## What is expected:
Wherever "flavours" appears in a line of the records below, count that line, and report only the number.

## Dataset records:
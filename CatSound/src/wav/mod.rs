//! RIFF/WAVE support for CAT payloads
//!
//! ## Format Overview
//!
//! CAT sound payloads come in two flavours:
//! - complete RIFF/WAVE files (the CD release)
//! - raw unsigned 8-bit mono PCM at 8000 Hz with no header (the DOS release)
//!
//! Raw payloads are wrapped with a synthesized 44-byte header
//! ([`HeaderSynthesizer`]) so both flavours go through the same
//! [`EntryDecoder`].

mod decoder;
mod format;
mod header;

pub use decoder::{DecodeError, EntryDecoder, WavDecoder, WavHeader, parse_wav_header};
pub use format::PcmFormat;
pub use header::{HeaderSynthesizer, encode_wav};

/// RIFF chunk identifiers
pub const RIFF_MAGIC: &[u8; 4] = b"RIFF";
pub const WAVE_MAGIC: &[u8; 4] = b"WAVE";
pub const FMT_CHUNK_ID: &[u8; 4] = b"fmt ";
pub const DATA_CHUNK_ID: &[u8; 4] = b"data";

/// Size of a canonical PCM WAV header
pub const WAV_HEADER_SIZE: usize = 44;

/// Bytes counted by the RIFF size field in front of the payload
/// (everything after the size field itself, up to the sample data)
pub const RIFF_SIZE_OVERHEAD: u32 = 36;

/// Size of the `fmt ` chunk body for plain PCM
pub const FMT_CHUNK_SIZE: u32 = 16;

/// WAVE format tag for uncompressed linear PCM
pub const PCM_FORMAT_TAG: u16 = 0x0001;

## Exercise response:
2